Try it
Report the lines of the material that carry the string "MissingConfig".

Supplied information
// SPDX-License-Identifier: AGPL-3.0-or-later
//
// Copyright (C) 2026 Relational Network

//! Transaction Orchestrator: contract reads and writes, status polling and
//! metadata retrieval.
//!
//! Every write goes estimate gas, then gas price, then signed send. Node
//! failures are logged with the operation name and leave this module as
//! [`OrchestratorError::Internal`]; decoder outcomes the caller can act on
//! pass through unchanged.

use std::sync::Arc;

use alloy::{
    dyn_abi::DynSolValue,
    primitives::{Address, U256},
};
use axum::http::StatusCode;
use serde::Serialize;
use utoipa::ToSchema;

use super::backend::{ContractBackend, SendOptions};
use super::cache::ReceiptCache;
use super::client::ChainError;
use super::metadata::{decode_metadata, MetadataError, MetadataRecord};
use super::numeric::{normalize_receipt, to_decimal_string};
use crate::error::ApiError;

pub const METHOD_STORE: &str = "store";
pub const METHOD_RETRIEVE: &str = "retrieve";
pub const METHOD_STORE_CID: &str = "storeCID";
pub const METHOD_METADATA_COUNT: &str = "getMetadataCount";
pub const METHOD_GET_METADATA: &str = "getMetadata";

#[derive(Debug, Clone, Copy, PartialEq, Eq, Serialize, ToSchema)]
#[serde(rename_all = "lowercase")]
pub enum TransactionState {
    Pending,
    Confirmed,
}

/// Result of a transaction status lookup.
#[derive(Debug, Clone, Serialize, ToSchema)]
pub struct TransactionStatus {
    pub status: TransactionState,
    pub message: String,
    /// Receipt with every integer as a decimal string; `null` while pending
    #[schema(value_type = Option<Object>)]
    pub receipt: Option<serde_json::Value>,
    #[schema(value_type = Vec<Object>)]
    pub logs: Vec<serde_json::Value>,
}

impl TransactionStatus {
    pub fn pending() -> Self {
        Self {
            status: TransactionState::Pending,
            message: "Transaction is pending".to_string(),
            receipt: None,
            logs: Vec::new(),
        }
    }

    /// Wrap a raw receipt, converting its integers to decimal strings.
    pub fn confirmed(receipt: serde_json::Value) -> Self {
        let receipt = normalize_receipt(receipt);
        let logs = receipt
            .get("logs")
            .and_then(serde_json::Value::as_array)
            .cloned()
            .unwrap_or_default();
        Self {
            status: TransactionState::Confirmed,
            message: "Transaction confirmed".to_string(),
            receipt: Some(receipt),
            logs,
        }
    }
}

#[derive(Debug, thiserror::Error)]
pub enum OrchestratorError {
    #[error("{0}")]
    NotFound(String),

    #[error("Incomplete metadata: {0}")]
    IncompleteMetadata(&'static str),

    /// Nothing has been stored yet. Reported with `success: true`.
    #[error("No metadata stored yet")]
    EmptyMetadata,

    #[error("{message}: {detail}")]
    Internal {
        message: &'static str,
        detail: String,
    },
}

impl OrchestratorError {
    pub fn error_code(&self) -> &'static str {
        match self {
            OrchestratorError::NotFound(_) => "not_found",
            OrchestratorError::IncompleteMetadata(_) => "incomplete_metadata",
            OrchestratorError::EmptyMetadata => "empty_metadata",
            OrchestratorError::Internal { .. } => "internal_error",
        }
    }

    pub fn status_code(&self) -> StatusCode {
        match self {
            OrchestratorError::NotFound(_) | OrchestratorError::IncompleteMetadata(_) => {
                StatusCode::NOT_FOUND
            }
            OrchestratorError::EmptyMetadata | OrchestratorError::Internal { .. } => {
                StatusCode::INTERNAL_SERVER_ERROR
            }
        }
    }
}

impl From<MetadataError> for OrchestratorError {
    fn from(e: MetadataError) -> Self {
        match e {
            MetadataError::NotFound => OrchestratorError::NotFound("Metadata not found".to_string()),
            MetadataError::Incomplete(what) => OrchestratorError::IncompleteMetadata(what),
        }
    }
}

impl From<OrchestratorError> for ApiError {
    fn from(e: OrchestratorError) -> Self {
        let status = e.status_code();
        let code = e.error_code();
        match e {
            OrchestratorError::NotFound(message) => ApiError::new(status, message).with_code(code),
            OrchestratorError::IncompleteMetadata(_) => {
                ApiError::new(status, "Incomplete metadata").with_code(code)
            }
            OrchestratorError::EmptyMetadata => ApiError::new(status, "No metadata stored yet")
                .with_code(code)
                .with_success(true),
            OrchestratorError::Internal { message, .. } => {
                ApiError::new(status, message).with_code(code)
            }
        }
    }
}

pub struct TransactionOrchestrator {
    chain: Arc<dyn ContractBackend>,
    receipts: ReceiptCache,
}

impl TransactionOrchestrator {
    /// Bind to a backend. The account and contract address must be set.
    pub fn new(chain: Arc<dyn ContractBackend>) -> Result<Self, ChainError> {
        Self::with_cache(chain, ReceiptCache::default())
    }

    pub fn with_cache(
        chain: Arc<dyn ContractBackend>,
        receipts: ReceiptCache,
    ) -> Result<Self, ChainError> {
        if chain.account() == Address::ZERO {
            return Err(ChainError::MissingConfig("PRIVATE_KEY"));
        }
        if chain.contract_address() == Address::ZERO {
            return Err(ChainError::MissingConfig("CONTRACT_ADDRESS"));
        }
        Ok(Self { chain, receipts })
    }

    pub fn chain(&self) -> &Arc<dyn ContractBackend> {
        &self.chain
    }

    /// Store an integer in the contract. Returns the transaction hash.
    pub async fn store_value(&self, value: U256) -> Result<String, OrchestratorError> {
        let hash = self
            .submit(METHOD_STORE, vec![DynSolValue::Uint(value, 256)])
            .await
            .map_err(|e| internal("storeValue", "Failed to store value", e))?;
        tracing::info!(tx_hash = %hash, %value, "Value stored");
        Ok(hash)
    }

    /// Read the stored integer as a decimal string.
    pub async fn retrieve_value(&self) -> Result<String, OrchestratorError> {
        let output = self
            .chain
            .call(METHOD_RETRIEVE, &[])
            .await
            .map_err(|e| internal("retrieveValue", "Failed to retrieve value", e))?;

        output.first().and_then(to_decimal_string).ok_or_else(|| {
            internal(
                "retrieveValue",
                "Failed to retrieve value",
                format!("unexpected return value {:?}", output.first()),
            )
        })
    }

    /// Look up a transaction. No receipt yet is `pending`, not an error.
    pub async fn get_transaction_status(
        &self,
        tx_hash: &str,
    ) -> Result<TransactionStatus, OrchestratorError> {
        if let Some(cached) = self.receipts.get(tx_hash) {
            return Ok(cached);
        }

        let receipt = self
            .chain
            .transaction_receipt(tx_hash)
            .await
            .map_err(|e| internal("getTransactionStatus", "Failed to get transaction status", e))?;

        let Some(receipt) = receipt else {
            tracing::debug!(%tx_hash, "Transaction pending");
            return Ok(TransactionStatus::pending());
        };

        let status = TransactionStatus::confirmed(receipt);
        self.receipts.put(tx_hash, &status);
        Ok(status)
    }

    /// Anchor a content identifier in the contract.
    pub async fn store_cid(&self, cid: &str) -> Result<String, OrchestratorError> {
        let hash = self
            .submit(METHOD_STORE_CID, vec![DynSolValue::String(cid.to_string())])
            .await
            .map_err(|e| internal("storeCID", "Failed to store CID", e))?;
        tracing::info!(tx_hash = %hash, %cid, "CID stored");
        Ok(hash)
    }

    /// Index of the most recent metadata entry.
    pub async fn get_latest_metadata_index(&self) -> Result<u64, OrchestratorError> {
        const FAILURE: &str = "Failed to get latest metadata index";

        let output = self
            .chain
            .call(METHOD_METADATA_COUNT, &[])
            .await
            .map_err(|e| internal("getLatestMetadataIndex", FAILURE, e))?;

        let count = match output.first() {
            Some(DynSolValue::Uint(count, _)) => *count,
            other => {
                return Err(internal(
                    "getLatestMetadataIndex",
                    FAILURE,
                    format!("non-numeric metadata count {other:?}"),
                ))
            }
        };

        if count.is_zero() {
            return Err(OrchestratorError::EmptyMetadata);
        }

        u64::try_from(count - U256::from(1u8)).map_err(|_| {
            internal(
                "getLatestMetadataIndex",
                FAILURE,
                format!("metadata count {count} out of range"),
            )
        })
    }

    pub async fn retrieve_metadata(&self, index: u64) -> Result<MetadataRecord, OrchestratorError> {
        let output = self
            .chain
            .call(METHOD_GET_METADATA, &[DynSolValue::Uint(U256::from(index), 256)])
            .await
            .map_err(|e| internal("retrieveMetadata", "Failed to retrieve metadata", e))?;

        decode_metadata(&output).map_err(|e| {
            tracing::warn!(index, error = %e, "Metadata decode failed");
            OrchestratorError::from(e)
        })
    }

    /// Estimate gas, fetch gas price, then send the signed write.
    async fn submit(&self, method: &str, args: Vec<DynSolValue>) -> Result<String, ChainError> {
        let from = self.chain.account();
        let gas = self.chain.estimate_gas(method, &args, from).await?;
        let gas_price = self.chain.gas_price().await?;

        let options = SendOptions {
            from,
            gas: gas.to_string(),
            gas_price: gas_price.to_string(),
        };
        tracing::debug!(method, gas = %options.gas, gas_price = %options.gas_price, "Sending transaction");

        self.chain
            .send(method, &args, &options)
            .await?
            .ok_or(ChainError::MissingTransactionHash)
    }
}

fn internal(
    operation: &'static str,
    message: &'static str,
    detail: impl std::fmt::Display,
) -> OrchestratorError {
    tracing::error!(operation, error = %detail, "{message}");
    OrchestratorError::Internal {
        message,
        detail: detail.to_string(),
    }
}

Written answer
            return Err(ChainError::MissingConfig("PRIVATE_KEY"));
            return Err(ChainError::MissingConfig("CONTRACT_ADDRESS"));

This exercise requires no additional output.